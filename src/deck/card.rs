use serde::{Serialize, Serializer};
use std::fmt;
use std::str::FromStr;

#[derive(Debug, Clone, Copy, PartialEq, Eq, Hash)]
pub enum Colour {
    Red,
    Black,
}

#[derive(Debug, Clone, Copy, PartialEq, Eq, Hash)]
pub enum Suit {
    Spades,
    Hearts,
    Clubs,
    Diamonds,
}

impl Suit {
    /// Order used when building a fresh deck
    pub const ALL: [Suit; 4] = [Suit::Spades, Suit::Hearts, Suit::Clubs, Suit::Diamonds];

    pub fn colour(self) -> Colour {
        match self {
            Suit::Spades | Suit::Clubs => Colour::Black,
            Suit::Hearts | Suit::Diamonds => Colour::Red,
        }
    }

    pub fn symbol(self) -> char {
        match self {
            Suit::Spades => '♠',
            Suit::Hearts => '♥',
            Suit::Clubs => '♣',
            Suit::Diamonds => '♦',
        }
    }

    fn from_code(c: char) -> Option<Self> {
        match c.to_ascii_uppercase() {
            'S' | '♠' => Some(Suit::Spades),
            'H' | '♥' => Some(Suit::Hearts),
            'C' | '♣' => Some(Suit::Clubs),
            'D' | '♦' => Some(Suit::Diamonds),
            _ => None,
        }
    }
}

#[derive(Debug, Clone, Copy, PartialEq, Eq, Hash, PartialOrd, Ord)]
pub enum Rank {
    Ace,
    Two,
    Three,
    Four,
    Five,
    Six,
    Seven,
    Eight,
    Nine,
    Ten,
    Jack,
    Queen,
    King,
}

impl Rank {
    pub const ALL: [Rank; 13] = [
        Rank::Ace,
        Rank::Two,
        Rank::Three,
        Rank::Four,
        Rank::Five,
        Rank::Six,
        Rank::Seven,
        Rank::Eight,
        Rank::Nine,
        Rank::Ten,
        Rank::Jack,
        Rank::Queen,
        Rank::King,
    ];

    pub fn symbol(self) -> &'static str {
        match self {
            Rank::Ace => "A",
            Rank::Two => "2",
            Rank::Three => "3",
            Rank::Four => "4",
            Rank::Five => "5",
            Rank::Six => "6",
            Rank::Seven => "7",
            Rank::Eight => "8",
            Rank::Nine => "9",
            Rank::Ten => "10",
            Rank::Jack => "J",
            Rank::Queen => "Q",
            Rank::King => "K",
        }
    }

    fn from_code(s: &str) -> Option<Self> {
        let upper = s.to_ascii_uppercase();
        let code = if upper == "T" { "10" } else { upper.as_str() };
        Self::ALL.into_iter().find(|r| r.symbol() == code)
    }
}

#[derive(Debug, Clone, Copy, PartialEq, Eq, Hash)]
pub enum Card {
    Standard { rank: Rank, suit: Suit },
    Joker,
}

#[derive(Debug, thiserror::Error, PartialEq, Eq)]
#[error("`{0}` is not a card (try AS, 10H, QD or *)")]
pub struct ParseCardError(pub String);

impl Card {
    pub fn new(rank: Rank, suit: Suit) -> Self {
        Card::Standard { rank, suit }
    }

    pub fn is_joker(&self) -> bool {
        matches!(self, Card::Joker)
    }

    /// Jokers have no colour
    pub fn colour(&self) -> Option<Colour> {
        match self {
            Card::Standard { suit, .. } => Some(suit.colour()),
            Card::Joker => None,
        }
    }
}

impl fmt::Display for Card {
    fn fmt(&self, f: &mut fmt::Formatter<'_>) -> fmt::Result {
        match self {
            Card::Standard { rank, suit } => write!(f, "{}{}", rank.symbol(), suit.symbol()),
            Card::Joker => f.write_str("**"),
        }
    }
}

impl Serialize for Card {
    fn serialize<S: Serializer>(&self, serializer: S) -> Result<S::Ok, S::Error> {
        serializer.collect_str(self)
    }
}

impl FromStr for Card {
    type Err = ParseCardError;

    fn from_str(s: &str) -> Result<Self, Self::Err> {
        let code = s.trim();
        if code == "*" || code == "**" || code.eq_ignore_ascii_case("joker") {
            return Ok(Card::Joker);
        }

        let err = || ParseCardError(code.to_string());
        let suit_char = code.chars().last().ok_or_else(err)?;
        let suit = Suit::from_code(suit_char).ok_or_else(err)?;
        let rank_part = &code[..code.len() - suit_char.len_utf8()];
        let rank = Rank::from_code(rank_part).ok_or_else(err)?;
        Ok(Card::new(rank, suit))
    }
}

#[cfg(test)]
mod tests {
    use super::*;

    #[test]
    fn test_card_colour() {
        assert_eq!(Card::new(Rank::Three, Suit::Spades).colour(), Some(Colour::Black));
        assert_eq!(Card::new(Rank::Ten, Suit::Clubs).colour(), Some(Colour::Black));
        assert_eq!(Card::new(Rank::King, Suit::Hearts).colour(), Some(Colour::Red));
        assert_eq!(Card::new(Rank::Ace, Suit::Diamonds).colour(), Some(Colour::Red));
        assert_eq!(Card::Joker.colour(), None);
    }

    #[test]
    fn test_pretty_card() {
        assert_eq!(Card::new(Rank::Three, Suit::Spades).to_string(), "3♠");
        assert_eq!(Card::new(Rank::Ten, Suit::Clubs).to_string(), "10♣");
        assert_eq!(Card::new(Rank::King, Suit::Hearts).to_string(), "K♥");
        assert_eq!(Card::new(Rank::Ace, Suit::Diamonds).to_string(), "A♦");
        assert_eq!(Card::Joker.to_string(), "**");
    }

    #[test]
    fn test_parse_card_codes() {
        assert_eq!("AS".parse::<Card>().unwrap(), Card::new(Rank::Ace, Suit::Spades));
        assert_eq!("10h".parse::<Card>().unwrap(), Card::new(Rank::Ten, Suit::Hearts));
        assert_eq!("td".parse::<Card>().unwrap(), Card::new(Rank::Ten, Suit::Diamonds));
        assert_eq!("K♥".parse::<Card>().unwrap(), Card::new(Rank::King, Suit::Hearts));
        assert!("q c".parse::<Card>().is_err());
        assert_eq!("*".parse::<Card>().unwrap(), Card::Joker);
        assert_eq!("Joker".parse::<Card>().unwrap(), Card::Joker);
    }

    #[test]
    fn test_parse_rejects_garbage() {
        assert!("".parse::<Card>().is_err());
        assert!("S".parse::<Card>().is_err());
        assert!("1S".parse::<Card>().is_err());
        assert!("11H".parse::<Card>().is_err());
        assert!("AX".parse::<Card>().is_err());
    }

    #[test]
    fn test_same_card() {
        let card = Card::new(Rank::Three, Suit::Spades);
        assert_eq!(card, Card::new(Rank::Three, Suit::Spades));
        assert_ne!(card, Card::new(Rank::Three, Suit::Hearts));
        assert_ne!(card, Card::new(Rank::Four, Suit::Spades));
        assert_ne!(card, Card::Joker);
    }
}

> [PROBLEM DESCRIPTION]
Once you have gone through the listing, state the number of lines holding the word "symbol" and nothing else.

> [TASK RESULT]
4